## What this task involves:
Should the word "files" occur in a line of the records, copy that line.

## Data under study:

=== Begin Enclosure ===

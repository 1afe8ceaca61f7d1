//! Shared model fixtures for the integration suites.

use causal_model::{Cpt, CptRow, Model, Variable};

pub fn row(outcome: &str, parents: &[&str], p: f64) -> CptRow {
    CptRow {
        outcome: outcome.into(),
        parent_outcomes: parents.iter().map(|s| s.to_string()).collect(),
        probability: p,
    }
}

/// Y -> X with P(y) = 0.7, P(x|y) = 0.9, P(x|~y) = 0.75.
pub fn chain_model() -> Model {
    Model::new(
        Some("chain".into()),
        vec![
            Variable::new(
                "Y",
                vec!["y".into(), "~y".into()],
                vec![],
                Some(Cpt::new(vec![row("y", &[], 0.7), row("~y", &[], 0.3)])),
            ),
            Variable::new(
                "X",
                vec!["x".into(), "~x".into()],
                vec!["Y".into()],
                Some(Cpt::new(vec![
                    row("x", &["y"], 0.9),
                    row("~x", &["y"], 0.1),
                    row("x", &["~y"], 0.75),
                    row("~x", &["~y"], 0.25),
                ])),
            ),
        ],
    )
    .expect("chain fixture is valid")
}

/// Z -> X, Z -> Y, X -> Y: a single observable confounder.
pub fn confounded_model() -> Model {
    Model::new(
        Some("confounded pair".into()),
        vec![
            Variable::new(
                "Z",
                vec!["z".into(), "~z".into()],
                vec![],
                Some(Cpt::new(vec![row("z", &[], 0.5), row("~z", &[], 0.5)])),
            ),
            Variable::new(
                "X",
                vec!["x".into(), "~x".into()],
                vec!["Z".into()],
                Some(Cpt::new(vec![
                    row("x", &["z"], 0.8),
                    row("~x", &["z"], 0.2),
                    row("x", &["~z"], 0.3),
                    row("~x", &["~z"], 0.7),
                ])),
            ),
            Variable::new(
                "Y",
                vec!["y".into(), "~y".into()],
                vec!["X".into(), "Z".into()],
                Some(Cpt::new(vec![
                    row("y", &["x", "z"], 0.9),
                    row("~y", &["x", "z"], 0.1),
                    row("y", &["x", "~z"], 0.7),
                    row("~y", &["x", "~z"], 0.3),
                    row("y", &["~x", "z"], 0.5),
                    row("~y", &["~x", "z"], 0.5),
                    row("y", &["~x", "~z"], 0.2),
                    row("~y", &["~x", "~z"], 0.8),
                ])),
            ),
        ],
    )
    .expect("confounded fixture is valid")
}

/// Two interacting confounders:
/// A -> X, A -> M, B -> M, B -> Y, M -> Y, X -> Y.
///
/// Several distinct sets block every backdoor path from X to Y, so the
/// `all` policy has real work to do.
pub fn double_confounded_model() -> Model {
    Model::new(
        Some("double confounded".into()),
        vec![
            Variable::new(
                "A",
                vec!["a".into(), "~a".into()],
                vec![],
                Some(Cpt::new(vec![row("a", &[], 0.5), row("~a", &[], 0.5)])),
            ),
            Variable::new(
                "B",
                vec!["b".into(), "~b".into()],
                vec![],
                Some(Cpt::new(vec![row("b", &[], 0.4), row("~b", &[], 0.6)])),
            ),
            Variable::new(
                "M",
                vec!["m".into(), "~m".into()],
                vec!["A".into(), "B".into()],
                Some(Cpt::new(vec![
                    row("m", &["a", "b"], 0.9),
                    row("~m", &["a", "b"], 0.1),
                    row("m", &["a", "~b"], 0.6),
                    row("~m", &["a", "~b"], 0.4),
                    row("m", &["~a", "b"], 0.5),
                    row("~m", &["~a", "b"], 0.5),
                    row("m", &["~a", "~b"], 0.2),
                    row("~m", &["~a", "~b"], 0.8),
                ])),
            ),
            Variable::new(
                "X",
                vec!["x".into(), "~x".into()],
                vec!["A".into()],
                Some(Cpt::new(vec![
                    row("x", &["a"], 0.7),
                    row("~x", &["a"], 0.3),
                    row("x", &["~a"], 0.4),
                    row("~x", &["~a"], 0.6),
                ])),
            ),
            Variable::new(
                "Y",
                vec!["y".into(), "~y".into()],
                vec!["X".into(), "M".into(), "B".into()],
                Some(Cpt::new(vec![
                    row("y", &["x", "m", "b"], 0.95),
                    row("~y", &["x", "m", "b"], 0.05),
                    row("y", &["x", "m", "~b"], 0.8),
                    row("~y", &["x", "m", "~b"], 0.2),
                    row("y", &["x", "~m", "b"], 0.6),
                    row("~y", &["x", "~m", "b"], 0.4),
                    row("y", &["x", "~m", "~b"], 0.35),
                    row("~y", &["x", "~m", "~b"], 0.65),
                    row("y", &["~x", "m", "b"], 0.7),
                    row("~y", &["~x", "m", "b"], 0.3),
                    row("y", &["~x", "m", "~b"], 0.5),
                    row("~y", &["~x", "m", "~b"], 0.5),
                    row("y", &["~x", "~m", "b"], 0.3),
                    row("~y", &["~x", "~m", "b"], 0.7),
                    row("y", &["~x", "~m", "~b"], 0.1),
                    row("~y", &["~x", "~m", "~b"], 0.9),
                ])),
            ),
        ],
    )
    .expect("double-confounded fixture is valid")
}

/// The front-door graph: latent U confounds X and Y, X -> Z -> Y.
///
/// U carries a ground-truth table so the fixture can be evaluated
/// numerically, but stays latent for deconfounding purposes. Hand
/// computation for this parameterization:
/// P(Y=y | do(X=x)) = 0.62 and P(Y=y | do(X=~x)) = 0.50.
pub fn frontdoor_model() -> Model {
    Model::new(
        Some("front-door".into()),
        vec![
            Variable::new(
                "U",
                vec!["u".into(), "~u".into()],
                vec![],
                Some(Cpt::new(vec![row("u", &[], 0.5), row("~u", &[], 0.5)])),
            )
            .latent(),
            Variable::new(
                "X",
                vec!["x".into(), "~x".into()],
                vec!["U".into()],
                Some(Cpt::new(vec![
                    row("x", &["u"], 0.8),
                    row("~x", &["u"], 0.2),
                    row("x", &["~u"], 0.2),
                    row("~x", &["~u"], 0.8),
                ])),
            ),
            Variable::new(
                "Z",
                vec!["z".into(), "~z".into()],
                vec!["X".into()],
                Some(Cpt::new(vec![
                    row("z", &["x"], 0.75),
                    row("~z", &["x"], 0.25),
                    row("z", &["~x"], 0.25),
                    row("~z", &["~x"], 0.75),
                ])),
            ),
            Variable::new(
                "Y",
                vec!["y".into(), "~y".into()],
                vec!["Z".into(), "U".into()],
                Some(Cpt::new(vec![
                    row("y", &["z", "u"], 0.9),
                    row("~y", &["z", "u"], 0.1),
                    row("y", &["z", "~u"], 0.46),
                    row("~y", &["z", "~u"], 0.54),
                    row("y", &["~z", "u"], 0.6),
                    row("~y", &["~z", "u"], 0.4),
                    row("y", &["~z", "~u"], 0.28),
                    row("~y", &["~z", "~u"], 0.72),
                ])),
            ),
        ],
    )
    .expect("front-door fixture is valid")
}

=== End Enclosure ===
=== Begin Enclosure ===

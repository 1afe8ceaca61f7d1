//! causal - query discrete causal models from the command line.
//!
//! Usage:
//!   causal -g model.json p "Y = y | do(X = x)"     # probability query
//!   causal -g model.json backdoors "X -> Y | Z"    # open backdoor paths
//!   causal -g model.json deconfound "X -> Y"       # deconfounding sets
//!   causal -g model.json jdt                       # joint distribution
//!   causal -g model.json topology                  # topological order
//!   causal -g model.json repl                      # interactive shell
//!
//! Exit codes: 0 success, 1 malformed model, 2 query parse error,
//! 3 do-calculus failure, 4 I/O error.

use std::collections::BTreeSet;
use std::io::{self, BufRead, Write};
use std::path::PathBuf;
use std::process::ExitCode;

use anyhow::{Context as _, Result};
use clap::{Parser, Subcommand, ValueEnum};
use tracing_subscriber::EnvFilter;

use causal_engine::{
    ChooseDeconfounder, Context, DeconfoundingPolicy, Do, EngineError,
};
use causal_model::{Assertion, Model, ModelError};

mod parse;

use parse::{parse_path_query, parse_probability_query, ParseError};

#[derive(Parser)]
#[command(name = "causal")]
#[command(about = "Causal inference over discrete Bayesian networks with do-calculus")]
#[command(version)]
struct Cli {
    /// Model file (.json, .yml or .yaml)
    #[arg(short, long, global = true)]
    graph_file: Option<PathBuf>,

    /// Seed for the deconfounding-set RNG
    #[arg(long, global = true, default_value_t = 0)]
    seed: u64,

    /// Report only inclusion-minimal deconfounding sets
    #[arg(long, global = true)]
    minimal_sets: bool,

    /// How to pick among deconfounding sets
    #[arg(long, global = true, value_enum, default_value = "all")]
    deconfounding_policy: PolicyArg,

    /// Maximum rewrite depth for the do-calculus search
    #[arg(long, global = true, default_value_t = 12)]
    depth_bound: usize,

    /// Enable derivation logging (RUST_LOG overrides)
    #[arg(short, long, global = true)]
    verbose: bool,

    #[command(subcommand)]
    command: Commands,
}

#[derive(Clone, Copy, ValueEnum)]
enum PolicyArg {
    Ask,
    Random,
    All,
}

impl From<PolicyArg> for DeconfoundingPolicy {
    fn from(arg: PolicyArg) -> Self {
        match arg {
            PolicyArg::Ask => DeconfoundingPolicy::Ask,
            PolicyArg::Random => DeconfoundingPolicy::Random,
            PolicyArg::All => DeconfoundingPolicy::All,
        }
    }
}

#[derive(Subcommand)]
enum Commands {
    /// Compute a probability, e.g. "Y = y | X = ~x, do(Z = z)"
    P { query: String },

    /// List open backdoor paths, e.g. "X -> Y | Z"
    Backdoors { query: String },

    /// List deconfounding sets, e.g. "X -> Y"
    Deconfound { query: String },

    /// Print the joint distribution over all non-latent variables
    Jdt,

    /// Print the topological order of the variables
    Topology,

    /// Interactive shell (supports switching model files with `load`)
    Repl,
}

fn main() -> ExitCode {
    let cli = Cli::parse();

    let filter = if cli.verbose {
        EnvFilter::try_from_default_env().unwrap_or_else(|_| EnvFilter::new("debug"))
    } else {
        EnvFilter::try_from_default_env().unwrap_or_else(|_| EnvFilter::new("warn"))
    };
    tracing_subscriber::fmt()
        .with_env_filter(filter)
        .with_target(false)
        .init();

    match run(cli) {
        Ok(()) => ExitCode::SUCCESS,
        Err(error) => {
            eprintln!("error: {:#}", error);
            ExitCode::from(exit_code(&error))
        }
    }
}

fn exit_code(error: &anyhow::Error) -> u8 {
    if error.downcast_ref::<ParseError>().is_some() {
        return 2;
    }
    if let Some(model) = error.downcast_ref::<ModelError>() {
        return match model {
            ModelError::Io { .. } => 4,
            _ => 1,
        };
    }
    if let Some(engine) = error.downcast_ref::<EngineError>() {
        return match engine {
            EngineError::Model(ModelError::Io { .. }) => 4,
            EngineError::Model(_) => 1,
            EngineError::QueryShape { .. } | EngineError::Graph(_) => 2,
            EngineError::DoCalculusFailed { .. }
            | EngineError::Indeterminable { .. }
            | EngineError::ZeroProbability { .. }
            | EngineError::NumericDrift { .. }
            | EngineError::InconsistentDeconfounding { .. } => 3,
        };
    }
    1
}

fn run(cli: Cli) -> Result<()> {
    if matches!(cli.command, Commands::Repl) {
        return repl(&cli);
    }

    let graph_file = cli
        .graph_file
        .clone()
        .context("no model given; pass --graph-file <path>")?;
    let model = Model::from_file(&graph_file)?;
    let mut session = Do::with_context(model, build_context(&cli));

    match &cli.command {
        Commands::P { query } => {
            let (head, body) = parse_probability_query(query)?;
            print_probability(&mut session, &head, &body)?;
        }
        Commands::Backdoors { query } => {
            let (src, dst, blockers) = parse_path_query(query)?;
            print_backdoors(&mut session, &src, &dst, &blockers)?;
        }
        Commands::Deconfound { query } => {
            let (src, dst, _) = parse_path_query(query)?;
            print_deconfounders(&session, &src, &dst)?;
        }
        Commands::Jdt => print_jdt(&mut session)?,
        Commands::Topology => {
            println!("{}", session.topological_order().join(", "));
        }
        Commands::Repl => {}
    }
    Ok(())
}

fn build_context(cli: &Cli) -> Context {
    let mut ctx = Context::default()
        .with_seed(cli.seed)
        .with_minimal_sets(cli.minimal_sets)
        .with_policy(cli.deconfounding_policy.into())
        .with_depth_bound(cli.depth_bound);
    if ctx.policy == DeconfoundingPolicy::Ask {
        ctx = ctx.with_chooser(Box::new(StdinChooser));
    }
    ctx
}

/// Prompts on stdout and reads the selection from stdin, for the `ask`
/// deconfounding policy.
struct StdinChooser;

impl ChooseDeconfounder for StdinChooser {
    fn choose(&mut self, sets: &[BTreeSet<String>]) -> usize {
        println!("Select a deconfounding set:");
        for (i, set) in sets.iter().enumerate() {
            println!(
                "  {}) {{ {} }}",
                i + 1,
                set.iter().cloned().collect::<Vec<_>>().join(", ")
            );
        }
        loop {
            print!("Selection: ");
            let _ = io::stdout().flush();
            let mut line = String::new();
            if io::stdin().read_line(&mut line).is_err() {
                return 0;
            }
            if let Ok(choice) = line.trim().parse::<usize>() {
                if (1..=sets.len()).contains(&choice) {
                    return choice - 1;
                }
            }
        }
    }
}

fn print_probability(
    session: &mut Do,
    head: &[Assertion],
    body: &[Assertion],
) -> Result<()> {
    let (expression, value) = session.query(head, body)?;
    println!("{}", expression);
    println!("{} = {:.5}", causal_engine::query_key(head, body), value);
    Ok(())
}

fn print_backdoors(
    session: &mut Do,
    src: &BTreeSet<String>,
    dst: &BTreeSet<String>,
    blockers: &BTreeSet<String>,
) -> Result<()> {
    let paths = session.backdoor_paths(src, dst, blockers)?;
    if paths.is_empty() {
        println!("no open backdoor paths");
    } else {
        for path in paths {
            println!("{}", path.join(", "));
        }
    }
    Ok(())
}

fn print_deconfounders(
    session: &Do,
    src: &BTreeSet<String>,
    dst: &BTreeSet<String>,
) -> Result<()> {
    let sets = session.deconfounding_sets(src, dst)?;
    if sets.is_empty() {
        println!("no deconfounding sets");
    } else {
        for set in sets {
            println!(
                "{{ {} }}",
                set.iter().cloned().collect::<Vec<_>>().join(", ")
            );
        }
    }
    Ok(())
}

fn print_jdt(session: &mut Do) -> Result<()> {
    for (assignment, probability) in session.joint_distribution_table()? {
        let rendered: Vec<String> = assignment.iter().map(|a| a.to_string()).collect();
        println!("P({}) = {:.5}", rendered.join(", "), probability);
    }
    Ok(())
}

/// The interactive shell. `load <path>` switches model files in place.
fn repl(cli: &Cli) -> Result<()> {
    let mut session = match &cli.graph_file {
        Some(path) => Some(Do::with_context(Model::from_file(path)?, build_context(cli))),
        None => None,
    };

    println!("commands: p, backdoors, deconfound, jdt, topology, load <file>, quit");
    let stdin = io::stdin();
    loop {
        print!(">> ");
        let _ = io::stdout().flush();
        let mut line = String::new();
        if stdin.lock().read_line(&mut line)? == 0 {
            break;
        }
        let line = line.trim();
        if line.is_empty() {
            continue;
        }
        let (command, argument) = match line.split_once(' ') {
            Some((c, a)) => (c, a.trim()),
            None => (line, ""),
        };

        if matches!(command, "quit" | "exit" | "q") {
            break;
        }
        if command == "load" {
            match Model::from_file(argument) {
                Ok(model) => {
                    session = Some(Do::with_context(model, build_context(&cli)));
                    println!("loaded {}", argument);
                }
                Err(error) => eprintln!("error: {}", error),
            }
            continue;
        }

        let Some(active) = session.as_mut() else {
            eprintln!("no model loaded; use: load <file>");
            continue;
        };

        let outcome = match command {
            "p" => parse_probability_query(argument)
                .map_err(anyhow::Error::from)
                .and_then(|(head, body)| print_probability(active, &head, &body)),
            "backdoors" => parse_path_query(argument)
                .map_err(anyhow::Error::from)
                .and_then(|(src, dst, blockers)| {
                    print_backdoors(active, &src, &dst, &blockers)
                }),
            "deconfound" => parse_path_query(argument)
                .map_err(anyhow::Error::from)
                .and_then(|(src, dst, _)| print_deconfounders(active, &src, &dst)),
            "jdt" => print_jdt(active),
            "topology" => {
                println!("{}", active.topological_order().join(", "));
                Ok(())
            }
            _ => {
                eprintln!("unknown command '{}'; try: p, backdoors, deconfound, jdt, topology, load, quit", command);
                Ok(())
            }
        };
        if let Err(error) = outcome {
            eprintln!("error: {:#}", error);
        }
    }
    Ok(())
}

=== End Enclosure ===

## Response area:
    /// Interactive shell (supports switching model files with `load`)
/// The interactive shell. `load <path>` switches model files in place.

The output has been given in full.